Jerusalem [Israel], October 11: Israeli air strikes hammered Gaza on Tuesday, razing entire districts and filling morgues with dead Palestinians as Israel took revenge for the Hamas assaults that have triggered some of the worst blood-letting in 75 years of conflict.
Across the barrier wall enclosing the coastal enclave, Israeli soldiers collected the last of Israel's dead four days after Hamas gunmen rampaged through towns, killing hundreds of people in the deadliest Palestinian militant attack in Israel's history.
Hamas militants holding Israeli soldiers and civilians hostage had threatened to execute a captive for each home in Gaza hit, but as night fell on Tuesday there was no indication they had done so.
But Israel's defence minister said its forces were gearing up for a ground offensive.
And on Israel's northern border, a salvo of rockets was fired from southern Lebanon towards Israel, prompting Israeli shelling in return, three security sources said. The exchange signalled the prospect that the violence could lead to a wider war.
Israel's embassy in Washington said the death toll from the weekend Hamas attacks had surpassed 1,000. The victims were overwhelmingly civilians, gunned down in homes, on streets or at an outdoor dance party. Scores of Israelis and some foreigners were captured and taken to Gaza as hostages, some paraded through the streets.
Gaza's health ministry said Israel's retaliatory air strikes had killed at least 830 people and wounded 4,250 up to Tuesday. The strikes intensified on Tuesday night, shaking the ground and sending columns of smoke and flames into the sky.
The United Nations said more than 180,000 Gazans had been made homeless, many huddling on streets or in schools.
Israeli Defence Minister Yoav Gallant, speaking to soldiers near the Gaza fence, said: "Hamas wanted a change and it will get one. What was in Gaza will no longer be."

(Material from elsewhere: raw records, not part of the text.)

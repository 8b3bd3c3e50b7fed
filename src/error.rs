//! Error types for the persistence and export boundary.
//!
//! Editing operations never fail; they degrade to no-ops. Only loading, saving
//! and exporting a drawing can produce an error.

use std::io;
use thiserror::Error;

/// Errors that can occur while moving a drawing across the persistence boundary.
#[derive(Error, Debug)]
pub enum DocumentError {
    /// JSON serialization/deserialization error.
    #[error("JSON error: {0}")]
    Json(#[from] serde_json::Error),

    /// I/O error during file operations.
    #[error("I/O error: {0}")]
    Io(#[from] io::Error),

    /// The raster export pipeline failed.
    #[error("Export failed: {0}")]
    Export(String),
}
//! Selection-driven property editing.
//!
//! Fields are untyped key/value pairs stored on the shape's open attribute bag, plus the
//! text of text and label shapes. Writes go straight to the document and are not
//! recorded in the undo history.

use crate::constants::LABEL_FONT_SIZE;
use crate::types::{Document, PipeColor, Shape, ShapeKind};
use serde_json::Value;

/// Well-known fields with their captions, in panel order.
const KNOWN_FIELDS: [(&str, &str); 5] = [
    ("propType", "Type"),
    ("propSize1", "Size 1"),
    ("propSize2", "Size 2"),
    ("propLength", "Length"),
    ("propFontSize", "Font size"),
];

/// Key under which the text of text and label shapes is edited.
pub const TEXT_KEY: &str = "text";

/// One editable field as shown in the properties panel.
#[derive(Debug, Clone, PartialEq)]
pub struct PropertyField {
    pub key: String,
    pub caption: String,
    pub value: String,
}

impl PropertyField {
    fn new(key: &str, caption: &str, value: String) -> Self {
        Self {
            key: key.to_string(),
            caption: caption.to_string(),
            value,
        }
    }
}

fn value_text(value: &Value) -> Option<String> {
    match value {
        Value::String(s) => Some(s.clone()),
        Value::Number(n) => Some(n.to_string()),
        Value::Bool(b) => Some(b.to_string()),
        _ => None,
    }
}

/// Editable fields of `shape`.
///
/// Text and label shapes lead with their text; labels always offer a font size. Every
/// other scalar attribute in the bag is listed too, under its raw key.
pub fn property_fields(shape: &Shape) -> Vec<PropertyField> {
    let mut fields = Vec::new();
    match &shape.kind {
        ShapeKind::Text { text, .. } => {
            fields.push(PropertyField::new(TEXT_KEY, "Text", text.clone()));
        }
        ShapeKind::Label { text, .. } => {
            fields.push(PropertyField::new(TEXT_KEY, "Text", text.clone()));
            let size = shape
                .extra
                .get("propFontSize")
                .and_then(value_text)
                .unwrap_or_else(|| LABEL_FONT_SIZE.to_string());
            fields.push(PropertyField::new("propFontSize", "Font size", size));
        }
        _ => {}
    }

    for (key, caption) in KNOWN_FIELDS {
        if fields.iter().any(|f| f.key == key) {
            continue;
        }
        if let Some(value) = shape.extra.get(key).and_then(value_text) {
            fields.push(PropertyField::new(key, caption, value));
        }
    }

    let mut others: Vec<_> = shape
        .extra
        .iter()
        .filter(|(key, _)| !KNOWN_FIELDS.iter().any(|(k, _)| k == key))
        .filter_map(|(key, value)| value_text(value).map(|v| (key.clone(), v)))
        .collect();
    others.sort();
    fields.extend(
        others
            .into_iter()
            .map(|(key, value)| PropertyField::new(&key, &key, value)),
    );
    fields
}

/// Writes a field on shape `id`.
///
/// `text` on text/label shapes edits the text itself; a numeric `propFontSize` is stored
/// as a number; everything else is stored as a string.
///
/// # Returns
///
/// `false` if the shape does not exist
pub fn set_property(document: &mut Document, id: &str, key: &str, value: &str) -> bool {
    let Some(shape) = document.shape_mut(id) else {
        return false;
    };
    match (&mut shape.kind, key) {
        (ShapeKind::Text { text, .. } | ShapeKind::Label { text, .. }, TEXT_KEY) => {
            *text = value.to_string();
        }
        (_, "propFontSize") => {
            let stored = value
                .trim()
                .parse::<f64>()
                .ok()
                .filter(|size| *size > 0.0)
                .map_or_else(|| Value::from(value), Value::from);
            shape.extra.insert(key.to_string(), stored);
        }
        _ => {
            shape.extra.insert(key.to_string(), Value::from(value));
        }
    }
    true
}

/// Sets the colour class of shape `id`.
pub fn set_color(document: &mut Document, id: &str, color: PipeColor) -> bool {
    match document.shape_mut(id) {
        Some(shape) => {
            shape.color = color;
            true
        }
        None => false,
    }
}

/// Toggles the flip flag of shape `id`.
pub fn toggle_flipped(document: &mut Document, id: &str) -> bool {
    match document.shape_mut(id) {
        Some(shape) => {
            shape.flipped = !shape.flipped;
            true
        }
        None => false,
    }
}
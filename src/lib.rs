//! # Pipe Sketch
//!
//! An editor for 2D piping schematics: pipe runs and standard fittings joined at shared
//! connector nodes, with labels and free text.
//!
//! ## Features
//! - Placement of pipes, sockets, elbows, tees, unions, meters, valves and elastic joints
//!   with 45° angle snapping and implicit connection to nearby nodes
//! - Selection, node and label dragging, deletion
//! - Labels with leader lines that follow the annotated fitting
//! - Canvas panning and cursor-anchored zooming
//! - Bounded snapshot undo/redo
//! - JSON documents and PNG export
//!
//! The editing core ([`Editor`], [`Document`], [`render`]) has no dependency on the GUI;
//! [`run_app`] wraps it in an eframe window.

#![deny(unsafe_code)]

pub mod constants;
pub mod error;
pub mod geometry;
pub mod history;
pub mod interaction;
pub mod properties;
pub mod rendering;
pub mod svg;
pub mod types;
pub mod viewport;
mod ui;

pub use error::DocumentError;
pub use geometry::Point;
pub use history::History;
pub use interaction::{Editor, Interaction, Mode, Tool};
pub use rendering::{render, DrawCommand, RenderOptions, Scene};
pub use types::{Document, Node, NodeId, PipeColor, Shape, ShapeId, ShapeKind};
pub use ui::{EditorSettings, PipeSketchApp};
pub use viewport::Viewport;

/// Runs the editor with default window options.
///
/// UI settings saved by a previous session are restored.
///
/// # Returns
///
/// Returns `Ok(())` if the application runs successfully, or an `eframe::Error` if
/// initialization fails.
///
/// # Example
///
/// ```no_run
/// fn main() -> Result<(), eframe::Error> {
///     pipe_sketch::run_app()
/// }
/// ```
pub fn run_app() -> Result<(), eframe::Error> {
    let options = eframe::NativeOptions::default();
    eframe::run_native(
        "Pipe Sketch",
        options,
        Box::new(|cc| Ok(Box::new(PipeSketchApp::new(cc)))),
    )
}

At the morgue in Gaza's Khan Younis hospital, bodies were laid on the ground on stretchers with names written on their bellies. Medics called for relatives to pick up bodies quickly because there was no more space for the dead.
A municipal building was hit while being used as an emergency shelter. Survivors there spoke of many dead.

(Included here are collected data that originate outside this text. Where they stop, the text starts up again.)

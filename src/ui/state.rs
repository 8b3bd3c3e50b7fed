//! Application state management structures.
//!
//! The drawing itself lives in the [`Editor`]; this module holds what the desktop shell
//! adds around it: persisted UI settings and the state of async file operations.

use crate::interaction::Editor;
use serde::{Deserialize, Serialize};
use std::sync::mpsc::{channel, Receiver, Sender};

/// Storage key under which [`EditorSettings`] are persisted.
pub const SETTINGS_KEY: &str = "pipe_sketch_settings";

/// UI settings remembered across sessions.
///
/// The drawing is never stored here; it is only written by an explicit save.
#[derive(Debug, Clone, PartialEq, Serialize, Deserialize)]
#[serde(default)]
pub struct EditorSettings {
    /// Scale of socket glyphs (and the tee body)
    pub socket_scale: f64,
    /// Scale of elbow glyphs (and the tee branch)
    pub elbow_scale: f64,
    /// Remembered width of the properties panel
    pub properties_panel_width: f32,
    /// Pixels per world unit in exported PNGs
    pub png_scale: f64,
    /// Blank border around the drawing in exported PNGs, in world units
    pub png_margin: f64,
}

impl Default for EditorSettings {
    fn default() -> Self {
        Self {
            socket_scale: 1.0,
            elbow_scale: 1.0,
            properties_panel_width: 260.0,
            png_scale: 2.0,
            png_margin: 40.0,
        }
    }
}

impl EditorSettings {
    /// Serializes the settings to JSON.
    pub fn to_json(&self) -> Result<String, serde_json::Error> {
        serde_json::to_string_pretty(self)
    }

    /// Deserializes settings from JSON. Missing fields take their defaults.
    pub fn from_json(json: &str) -> Result<Self, serde_json::Error> {
        serde_json::from_str(json)
    }
}

/// State related to file operations.
///
/// Dialogs run on the async runtime and report back over a channel that the UI
/// drains once per frame.
pub struct FileState {
    /// Path the drawing was last saved to or opened from
    pub current_path: Option<String>,
    pub pending_save_operation: Option<PendingSaveOperation>,
    pub pending_load_operation: Option<PendingLoadOperation>,
    /// Channel for receiving file operation results from async contexts
    pub file_operation_sender: Sender<FileOperationResult>,
    pub file_operation_receiver: Receiver<FileOperationResult>,
    /// Outcome of the last file operation, shown in the status bar
    pub last_message: Option<String>,
}

impl Default for FileState {
    fn default() -> Self {
        let (sender, receiver) = channel();
        Self {
            current_path: None,
            pending_save_operation: None,
            pending_load_operation: None,
            file_operation_sender: sender,
            file_operation_receiver: receiver,
            last_message: None,
        }
    }
}

/// Represents a pending save operation type.
#[derive(Debug, Clone, Copy, PartialEq, Eq)]
pub enum PendingSaveOperation {
    /// Save with a new file path (show file picker)
    SaveAs,
    /// Save to the existing file path
    Save,
}

/// Represents a pending load operation type.
#[derive(Debug, Clone, Copy, PartialEq, Eq)]
pub enum PendingLoadOperation {
    /// Load from a file (show file picker)
    Load,
}

/// Messages sent from async file operations back to the main app.
#[derive(Debug)]
pub enum FileOperationResult {
    /// Save operation completed successfully with the given path
    SaveCompleted(String),
    /// Load operation completed successfully with path and content
    LoadCompleted(String, String),
    /// PNG export was written to the given path
    ExportCompleted(String),
    /// Operation failed with an error message
    OperationFailed(String),
}

/// The main application structure: the editing session plus the desktop shell around it.
pub struct PipeSketchApp {
    /// The drawing session
    pub editor: Editor,
    /// Persisted UI settings
    pub settings: EditorSettings,
    /// File operations state
    pub file: FileState,
}

impl Default for PipeSketchApp {
    fn default() -> Self {
        Self::with_settings(EditorSettings::default())
    }
}

impl PipeSketchApp {
    /// Creates the app with an empty drawing and the given settings.
    pub fn with_settings(settings: EditorSettings) -> Self {
        let mut editor = Editor::new();
        editor.socket_scale = settings.socket_scale;
        editor.elbow_scale = settings.elbow_scale;
        Self {
            editor,
            settings,
            file: FileState::default(),
        }
    }

    /// Creates the app, restoring settings saved by a previous session.
    ///
    /// Unreadable settings are discarded in favour of the defaults.
    pub fn new(cc: &eframe::CreationContext<'_>) -> Self {
        Self::from_storage(cc.storage)
    }

    /// Restores settings from `storage`, if any were saved.
    pub fn from_storage(storage: Option<&dyn eframe::Storage>) -> Self {
        let settings = storage
            .and_then(|s| s.get_string(SETTINGS_KEY))
            .and_then(|json| match EditorSettings::from_json(&json) {
                Ok(settings) => Some(settings),
                Err(e) => {
                    log::warn!("ignoring unreadable settings: {e}");
                    None
                }
            })
            .unwrap_or_default();
        Self::with_settings(settings)
    }

    /// Pushes settings that affect drawing into the editor.
    pub fn apply_settings(&mut self) {
        self.editor.socket_scale = self.settings.socket_scale;
        self.editor.elbow_scale = self.settings.elbow_scale;
    }
}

Two members of Hamas' political office, Jawad Abu Shammala and Zakaria Abu Maamar, were killed in an air strike in Khan Younis, a Hamas official said.
They were the first senior Hamas members killed since Israel began pounding the enclave. Israel said Abu Shammala had led a number of operations targeting Israeli civilians.
The Palestinian Foreign Ministry said Israeli strikes had since Saturday destroyed more than 22,600 residential units and 10 health facilities and damaged 48 schools.
U.N. High Commissioner for Human Rights Volker Turk, who denounced the Hamas attacks, said civilians had been harmed in Israeli strikes on tower blocks, schools and U.N. buildings.